━━━ SUPPLIED INFORMATION ━━━

//! Configuration types and loading.
//!
//! Config is loaded from an optional JSON file (e.g. `~/.psyai/config.json`) and the
//! environment, which overrides the file. [`Settings`] is the validated result: built once
//! at startup and shared read-only afterwards.

use crate::channels::{DEFAULT_POLL_TIMEOUT, TELEGRAM_API_BASE};
use crate::qa::{QaSettings, DEFAULT_MODEL, DEFAULT_TEMPERATURE, DEFAULT_TOKENS};
use base64::Engine;
use serde::{Deserialize, Serialize};
use std::path::PathBuf;

pub const ENV_BOT_TOKEN: &str = "TELETOKEN";
pub const ENV_GREETING: &str = "START_TEXT";
pub const ENV_QA_BASE_URL: &str = "BASE_URL_BETA";
pub const ENV_BOT_USERNAME: &str = "BOT_USERNAME";
pub const ENV_TELEGRAM_API_BASE: &str = "TELEGRAM_API_BASE";
pub const ENV_CONFIG_PATH: &str = "PSYAI_CONFIG_PATH";

/// Username used for group mention checks when neither config nor getMe provides one.
pub const DEFAULT_BOT_USERNAME: &str = "doseslog_bot";
pub const DEFAULT_THINKING_TEXT: &str = "PsyAI is thinking...";

#[derive(Debug, thiserror::Error)]
pub enum ConfigError {
    #[error("reading config from {}: {source}", .path.display())]
    Read {
        path: PathBuf,
        #[source]
        source: std::io::Error,
    },
    #[error("parsing config from {}: {source}", .path.display())]
    Parse {
        path: PathBuf,
        #[source]
        source: serde_json::Error,
    },
    #[error("bot token not configured (set TELETOKEN or telegram.botToken)")]
    Credential,
    #[error("{0} not configured")]
    Missing(&'static str),
    #[error("{key} could not be decoded: {reason}")]
    Decode { key: &'static str, reason: String },
}

/// Top-level config file.
#[derive(Debug, Clone, Default, Serialize, Deserialize)]
#[serde(rename_all = "camelCase")]
pub struct Config {
    #[serde(default)]
    pub telegram: TelegramConfig,

    #[serde(default)]
    pub relay: RelayConfig,

    #[serde(default)]
    pub qa: QaConfig,
}

/// Telegram bot settings.
#[derive(Debug, Clone, Default, Serialize, Deserialize)]
#[serde(rename_all = "camelCase")]
pub struct TelegramConfig {
    /// Bot token from BotFather. Overridden by TELETOKEN.
    pub bot_token: Option<String>,
    /// Username (without `@`) that group messages must mention. Defaults to getMe's answer.
    pub bot_username: Option<String>,
    /// Bot API base URL (default https://api.telegram.org).
    pub api_base: Option<String>,
    /// getUpdates long-poll timeout in seconds (default 60).
    pub poll_timeout_secs: Option<u64>,
}

/// Reply texts.
#[derive(Debug, Clone, Default, Serialize, Deserialize)]
#[serde(rename_all = "camelCase")]
pub struct RelayConfig {
    /// Base64-encoded /start greeting. Overridden by START_TEXT.
    pub greeting: Option<String>,
    /// Placeholder sent while waiting for an answer.
    pub thinking_text: Option<String>,
}

/// Remote Q&A endpoint.
#[derive(Debug, Clone, Default, Serialize, Deserialize)]
#[serde(rename_all = "camelCase")]
pub struct QaConfig {
    /// Base URL; requests go to `{baseUrl}/prompt`. Overridden by BASE_URL_BETA.
    pub base_url: Option<String>,
    pub model: Option<String>,
    pub temperature: Option<f64>,
    pub tokens: Option<u32>,
}

/// Validated runtime settings.
#[derive(Debug, Clone, PartialEq)]
pub struct Settings {
    pub bot_token: String,
    pub telegram_api_base: String,
    /// None until resolved from getMe at startup.
    pub bot_username: Option<String>,
    pub greeting: String,
    pub thinking_text: String,
    pub poll_timeout_secs: u64,
    pub qa: QaSettings,
}

fn non_empty(value: Option<String>) -> Option<String> {
    value
        .map(|s| s.trim().to_string())
        .filter(|s| !s.is_empty())
}

/// Decode a base64 value into UTF-8 text.
pub fn decode_base64_text(key: &'static str, value: &str) -> Result<String, ConfigError> {
    let bytes = base64::engine::general_purpose::STANDARD
        .decode(value.trim())
        .map_err(|e| ConfigError::Decode {
            key,
            reason: e.to_string(),
        })?;
    String::from_utf8(bytes).map_err(|e| ConfigError::Decode {
        key,
        reason: e.to_string(),
    })
}

impl Settings {
    /// Resolve from the config file and the process environment.
    pub fn from_env(config: &Config) -> Result<Self, ConfigError> {
        Self::resolve(config, |key| std::env::var(key).ok())
    }

    /// Resolve with an explicit environment lookup; env values win over the file.
    pub fn resolve<F>(config: &Config, env: F) -> Result<Self, ConfigError>
    where
        F: Fn(&str) -> Option<String>,
    {
        let bot_token = non_empty(env(ENV_BOT_TOKEN))
            .or_else(|| non_empty(config.telegram.bot_token.clone()))
            .ok_or(ConfigError::Credential)?;

        let greeting_b64 = non_empty(env(ENV_GREETING))
            .or_else(|| non_empty(config.relay.greeting.clone()))
            .ok_or(ConfigError::Missing(ENV_GREETING))?;
        let greeting = decode_base64_text(ENV_GREETING, &greeting_b64)?;

        let base_url = non_empty(env(ENV_QA_BASE_URL))
            .or_else(|| non_empty(config.qa.base_url.clone()))
            .ok_or(ConfigError::Missing(ENV_QA_BASE_URL))?;

        let bot_username = non_empty(env(ENV_BOT_USERNAME))
            .or_else(|| non_empty(config.telegram.bot_username.clone()))
            .map(|u| u.trim_start_matches('@').to_string());

        let telegram_api_base = non_empty(env(ENV_TELEGRAM_API_BASE))
            .or_else(|| non_empty(config.telegram.api_base.clone()))
            .unwrap_or_else(|| TELEGRAM_API_BASE.to_string());

        let qa = QaSettings {
            base_url,
            model: non_empty(config.qa.model.clone()).unwrap_or_else(|| DEFAULT_MODEL.to_string()),
            temperature: config.qa.temperature.unwrap_or(DEFAULT_TEMPERATURE),
            tokens: config.qa.tokens.unwrap_or(DEFAULT_TOKENS),
        };

        Ok(Self {
            bot_token,
            telegram_api_base,
            bot_username,
            greeting,
            thinking_text: non_empty(config.relay.thinking_text.clone())
                .unwrap_or_else(|| DEFAULT_THINKING_TEXT.to_string()),
            poll_timeout_secs: config
                .telegram
                .poll_timeout_secs
                .unwrap_or(DEFAULT_POLL_TIMEOUT),
            qa,
        })
    }

    /// Username to match in group mentions.
    pub fn bot_username(&self) -> &str {
        self.bot_username.as_deref().unwrap_or(DEFAULT_BOT_USERNAME)
    }
}

/// Resolve config path from env or default.
pub fn default_config_path() -> PathBuf {
    std::env::var(ENV_CONFIG_PATH).map(PathBuf::from).unwrap_or_else(|_| {
        dirs::home_dir()
            .map(|h| h.join(".psyai").join("config.json"))
            .unwrap_or_else(|| PathBuf::from("config.json"))
    })
}

/// Load config from the given path, or the default path. Missing file => default config.
/// Returns the config and the path that was used.
pub fn load_config(path: Option<PathBuf>) -> Result<(Config, PathBuf), ConfigError> {
    let path = path.unwrap_or_else(default_config_path);
    let config = if !path.exists() {
        log::debug!("config file not found, using defaults: {}", path.display());
        Config::default()
    } else {
        let s = std::fs::read_to_string(&path).map_err(|source| ConfigError::Read {
            path: path.clone(),
            source,
        })?;
        serde_json::from_str(&s).map_err(|source| ConfigError::Parse {
            path: path.clone(),
            source,
        })?
    };
    Ok((config, path))
}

━━━

ASSIGNED TASK: Filter this listing and copy only the lines holding the word "TelegramConfig".

ANSWER BELOW:
    pub telegram: TelegramConfig,
pub struct TelegramConfig {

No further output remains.